#### WORK ORDER:
In full and unaltered, output the records below.
*** DATA SECTION
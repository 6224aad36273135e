//! Per-parse state and the reader every deserializer works against.

use alloc::borrow::Cow;
use alloc::string::String;
use alloc::vec::Vec;

use tessel_core::{Document, Graph, TypeRegistry, Value, ValueType};

use crate::context::{ContextArena, PathKey};
use crate::deserialize::ValueDeserializer;
use crate::error::{DeserError, DeserErrorKind, Result};
use crate::lexer::{JsonLexer, Span, TokenKind};
use crate::resolve::{self, RefTarget, ResolveTask, Slot};
use crate::{Features, ParserConfig};

/// Everything one parse owns besides the lexer.
#[derive(Debug, Default)]
pub(crate) struct ParseState {
    pub(crate) graph: Graph,
    pub(crate) contexts: ContextArena,
    pub(crate) tasks: Vec<ResolveTask>,
    /// Set when the value just returned is a placeholder for a deferred reference.
    pub(crate) pending_ref: Option<usize>,
    /// Arrays and objects currently open.
    pub(crate) depth: usize,
}

/// Token source plus parse state, threaded through every [`ValueDeserializer`].
pub struct JsonReader<'a> {
    pub(crate) lexer: JsonLexer<'a>,
    pub(crate) registry: &'a TypeRegistry,
    pub(crate) config: &'a ParserConfig,
    pub(crate) state: ParseState,
}

impl<'a> JsonReader<'a> {
    /// Reader positioned at the first token of `input`.
    pub fn new(
        input: &'a str,
        registry: &'a TypeRegistry,
        config: &'a ParserConfig,
    ) -> Result<Self> {
        let mut lexer =
            JsonLexer::with_options(input, config.has(Features::ALLOW_SINGLE_QUOTES));
        lexer.next_token()?;
        Ok(Self {
            lexer,
            registry,
            config,
            state: ParseState::default(),
        })
    }

    /// The token source.
    pub fn lexer(&self) -> &JsonLexer<'a> {
        &self.lexer
    }

    /// Types available to this parse.
    pub fn registry(&self) -> &'a TypeRegistry {
        self.registry
    }

    /// Options of this parse.
    pub fn config(&self) -> &'a ParserConfig {
        self.config
    }

    /// Containers built so far.
    pub fn graph(&self) -> &Graph {
        &self.state.graph
    }

    /// Read the whole input as one value of `de`, then resolve every deferred
    /// reference.
    pub fn read_document(mut self, de: &ValueDeserializer<'_>) -> Result<Document> {
        let (mut root, deferred) = self.read_slot(de, PathKey::Root)?;
        if let Some(task) = deferred {
            self.bind(task, Slot::Root);
        }
        if self.lexer.token() != TokenKind::Eof {
            return Err(self.lexer.error(DeserErrorKind::TrailingInput {
                found: self.lexer.found(),
            }));
        }
        resolve::drain(&mut self.state, &mut root)?;
        Ok(Document::new(self.state.graph, root))
    }

    /// Deserialize one value that is about to be stored somewhere. The second
    /// element names the resolve task to bind if the value is a deferred `$ref`.
    pub(crate) fn read_slot(
        &mut self,
        de: &ValueDeserializer<'_>,
        key: PathKey,
    ) -> Result<(Value, Option<usize>)> {
        let nested = matches!(self.lexer.token(), TokenKind::LBrace | TokenKind::LBracket);
        if nested {
            let limit = self.config.max_depth();
            if self.state.depth >= limit {
                return Err(self
                    .lexer
                    .error(DeserErrorKind::DepthLimitExceeded { limit }));
            }
            self.state.depth += 1;
        }
        self.state.pending_ref = None;
        let value = de.deserialize(self, key);
        if nested {
            self.state.depth -= 1;
        }
        Ok((value?, self.state.pending_ref.take()))
    }

    /// Tell a deferred reference where its value goes.
    pub(crate) fn bind(&mut self, task: usize, slot: Slot) {
        if let Some(task) = self.state.tasks.get_mut(task) {
            task.slot = Some(slot);
        }
    }

    /// Read the value of a `$ref` key. Targets that already exist are returned
    /// directly; otherwise a task is queued and `null` stands in until the
    /// caller binds it.
    pub(crate) fn read_ref(&mut self) -> Result<Value> {
        if self.lexer.token() != TokenKind::Str {
            return Err(self.lexer.mismatch("a reference path"));
        }
        let span = self.lexer.span();
        let text = self.lexer.take_string();
        self.lexer.next_token()?;

        let Some(target) = RefTarget::parse(&text) else {
            return Err(DeserError::new(
                DeserErrorKind::InvalidValue {
                    message: format!("`{text}` is not a reference path"),
                },
                span,
            ));
        };

        let contexts = &self.state.contexts;
        let ctx = contexts.current();
        let immediate = match &target {
            RefTarget::Current => ctx.and_then(|ctx| contexts.node(ctx)),
            RefTarget::Parent => ctx
                .and_then(|ctx| contexts.parent(ctx))
                .and_then(|ctx| contexts.node(ctx)),
            RefTarget::Root => ctx.and_then(|ctx| contexts.node(contexts.root_of(ctx))),
            RefTarget::Path(_) => None,
        };
        if let Some(id) = immediate {
            trace!("`{text}` resolved immediately to {id}");
            return Ok(Value::Node(id));
        }

        trace!(
            "deferring `{text}` from {}",
            ctx.map(|ctx| contexts.path_of(ctx)).unwrap_or_default()
        );
        self.state.tasks.push(ResolveTask {
            ctx,
            target,
            text,
            span,
            slot: None,
        });
        self.state.pending_ref = Some(self.state.tasks.len() - 1);
        Ok(Value::Null)
    }

    /// Deserialize a map key's text as `ty`. Structured key types read the text
    /// as JSON; scalar key types read it as a string literal.
    pub(crate) fn read_key(
        &mut self,
        text: &str,
        ty: &ValueType,
        de: &ValueDeserializer<'_>,
        span: Span,
    ) -> Result<Value> {
        let source: Cow<'_, str> = match ty {
            ValueType::Record(_) | ValueType::List { .. } | ValueType::Map { .. } => {
                Cow::Borrowed(text)
            }
            _ => Cow::Owned(quote(text)),
        };

        let mut nested = JsonReader {
            lexer: JsonLexer::with_options(&source, self.lexer.single_quotes()),
            registry: self.registry,
            config: self.config,
            state: core::mem::take(&mut self.state),
        };
        let result = nested.read_nested(de);
        self.state = core::mem::take(&mut nested.state);

        // offsets inside the key text do not map onto the document
        result.map_err(|mut err| {
            err.span = Some(span);
            err
        })
    }

    fn read_nested(&mut self, de: &ValueDeserializer<'_>) -> Result<Value> {
        self.lexer.next_token()?;
        let value = de.deserialize(self, PathKey::Root)?;
        if self.lexer.token() != TokenKind::Eof {
            return Err(self.lexer.error(DeserErrorKind::TrailingInput {
                found: self.lexer.found(),
            }));
        }
        Ok(value)
    }
}

/// `text` as a JSON string literal.
fn quote(text: &str) -> String {
    let mut out = String::with_capacity(text.len() + 2);
    out.push('"');
    for c in text.chars() {
        match c {
            '"' => out.push_str("\\\""),
            '\\' => out.push_str("\\\\"),
            '\n' => out.push_str("\\n"),
            '\r' => out.push_str("\\r"),
            '\t' => out.push_str("\\t"),
            c if (c as u32) < 0x20 => out.push_str(&format!("\\u{:04x}", c as u32)),
            c => out.push(c),
        }
    }
    out.push('"');
    out
}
******
#### EXERCISE SOLUTION:
repository 6224aad36273135e
//! Per-parse state and the reader every deserializer works against.

use alloc::borrow::Cow;
use alloc::string::String;
use alloc::vec::Vec;

use tessel_core::{Document, Graph, TypeRegistry, Value, ValueType};

use crate::context::{ContextArena, PathKey};
use crate::deserialize::ValueDeserializer;
use crate::error::{DeserError, DeserErrorKind, Result};
use crate::lexer::{JsonLexer, Span, TokenKind};
use crate::resolve::{self, RefTarget, ResolveTask, Slot};
use crate::{Features, ParserConfig};

/// Everything one parse owns besides the lexer.
#[derive(Debug, Default)]
pub(crate) struct ParseState {
    pub(crate) graph: Graph,
    pub(crate) contexts: ContextArena,
    pub(crate) tasks: Vec<ResolveTask>,
    /// Set when the value just returned is a placeholder for a deferred reference.
    pub(crate) pending_ref: Option<usize>,
    /// Arrays and objects currently open.
    pub(crate) depth: usize,
}

/// Token source plus parse state, threaded through every [`ValueDeserializer`].
pub struct JsonReader<'a> {
    pub(crate) lexer: JsonLexer<'a>,
    pub(crate) registry: &'a TypeRegistry,
    pub(crate) config: &'a ParserConfig,
    pub(crate) state: ParseState,
}

impl<'a> JsonReader<'a> {
    /// Reader positioned at the first token of `input`.
    pub fn new(
        input: &'a str,
        registry: &'a TypeRegistry,
        config: &'a ParserConfig,
    ) -> Result<Self> {
        let mut lexer =
            JsonLexer::with_options(input, config.has(Features::ALLOW_SINGLE_QUOTES));
        lexer.next_token()?;
        Ok(Self {
            lexer,
            registry,
            config,
            state: ParseState::default(),
        })
    }

    /// The token source.
    pub fn lexer(&self) -> &JsonLexer<'a> {
        &self.lexer
    }

    /// Types available to this parse.
    pub fn registry(&self) -> &'a TypeRegistry {
        self.registry
    }

    /// Options of this parse.
    pub fn config(&self) -> &'a ParserConfig {
        self.config
    }

    /// Containers built so far.
    pub fn graph(&self) -> &Graph {
        &self.state.graph
    }

    /// Read the whole input as one value of `de`, then resolve every deferred
    /// reference.
    pub fn read_document(mut self, de: &ValueDeserializer<'_>) -> Result<Document> {
        let (mut root, deferred) = self.read_slot(de, PathKey::Root)?;
        if let Some(task) = deferred {
            self.bind(task, Slot::Root);
        }
        if self.lexer.token() != TokenKind::Eof {
            return Err(self.lexer.error(DeserErrorKind::TrailingInput {
                found: self.lexer.found(),
            }));
        }
        resolve::drain(&mut self.state, &mut root)?;
        Ok(Document::new(self.state.graph, root))
    }

    /// Deserialize one value that is about to be stored somewhere. The second
    /// element names the resolve task to bind if the value is a deferred `$ref`.
    pub(crate) fn read_slot(
        &mut self,
        de: &ValueDeserializer<'_>,
        key: PathKey,
    ) -> Result<(Value, Option<usize>)> {
        let nested = matches!(self.lexer.token(), TokenKind::LBrace | TokenKind::LBracket);
        if nested {
            let limit = self.config.max_depth();
            if self.state.depth >= limit {
                return Err(self
                    .lexer
                    .error(DeserErrorKind::DepthLimitExceeded { limit }));
            }
            self.state.depth += 1;
        }
        self.state.pending_ref = None;
        let value = de.deserialize(self, key);
        if nested {
            self.state.depth -= 1;
        }
        Ok((value?, self.state.pending_ref.take()))
    }

    /// Tell a deferred reference where its value goes.
    pub(crate) fn bind(&mut self, task: usize, slot: Slot) {
        if let Some(task) = self.state.tasks.get_mut(task) {
            task.slot = Some(slot);
        }
    }

    /// Read the value of a `$ref` key. Targets that already exist are returned
    /// directly; otherwise a task is queued and `null` stands in until the
    /// caller binds it.
    pub(crate) fn read_ref(&mut self) -> Result<Value> {
        if self.lexer.token() != TokenKind::Str {
            return Err(self.lexer.mismatch("a reference path"));
        }
        let span = self.lexer.span();
        let text = self.lexer.take_string();
        self.lexer.next_token()?;

        let Some(target) = RefTarget::parse(&text) else {
            return Err(DeserError::new(
                DeserErrorKind::InvalidValue {
                    message: format!("`{text}` is not a reference path"),
                },
                span,
            ));
        };

        let contexts = &self.state.contexts;
        let ctx = contexts.current();
        let immediate = match &target {
            RefTarget::Current => ctx.and_then(|ctx| contexts.node(ctx)),
            RefTarget::Parent => ctx
                .and_then(|ctx| contexts.parent(ctx))
                .and_then(|ctx| contexts.node(ctx)),
            RefTarget::Root => ctx.and_then(|ctx| contexts.node(contexts.root_of(ctx))),
            RefTarget::Path(_) => None,
        };
        if let Some(id) = immediate {
            trace!("`{text}` resolved immediately to {id}");
            return Ok(Value::Node(id));
        }

        trace!(
            "deferring `{text}` from {}",
            ctx.map(|ctx| contexts.path_of(ctx)).unwrap_or_default()
        );
        self.state.tasks.push(ResolveTask {
            ctx,
            target,
            text,
            span,
            slot: None,
        });
        self.state.pending_ref = Some(self.state.tasks.len() - 1);
        Ok(Value::Null)
    }

    /// Deserialize a map key's text as `ty`. Structured key types read the text
    /// as JSON; scalar key types read it as a string literal.
    pub(crate) fn read_key(
        &mut self,
        text: &str,
        ty: &ValueType,
        de: &ValueDeserializer<'_>,
        span: Span,
    ) -> Result<Value> {
        let source: Cow<'_, str> = match ty {
            ValueType::Record(_) | ValueType::List { .. } | ValueType::Map { .. } => {
                Cow::Borrowed(text)
            }
            _ => Cow::Owned(quote(text)),
        };

        let mut nested = JsonReader {
            lexer: JsonLexer::with_options(&source, self.lexer.single_quotes()),
            registry: self.registry,
            config: self.config,
            state: core::mem::take(&mut self.state),
        };
        let result = nested.read_nested(de);
        self.state = core::mem::take(&mut nested.state);

        // offsets inside the key text do not map onto the document
        result.map_err(|mut err| {
            err.span = Some(span);
            err
        })
    }

    fn read_nested(&mut self, de: &ValueDeserializer<'_>) -> Result<Value> {
        self.lexer.next_token()?;
        let value = de.deserialize(self, PathKey::Root)?;
        if self.lexer.token() != TokenKind::Eof {
            return Err(self.lexer.error(DeserErrorKind::TrailingInput {
                found: self.lexer.found(),
            }));
        }
        Ok(value)
    }
}

/// `text` as a JSON string literal.
fn quote(text: &str) -> String {
    let mut out = String::with_capacity(text.len() + 2);
    out.push('"');
    for c in text.chars() {
        match c {
            '"' => out.push_str("\\\""),
            '\\' => out.push_str("\\\\"),
            '\n' => out.push_str("\\n"),
            '\r' => out.push_str("\\r"),
            '\t' => out.push_str("\\t"),
            c if (c as u32) < 0x20 => out.push_str(&format!("\\u{:04x}", c as u32)),
            c => out.push(c),
        }
    }
    out.push('"');
    out
}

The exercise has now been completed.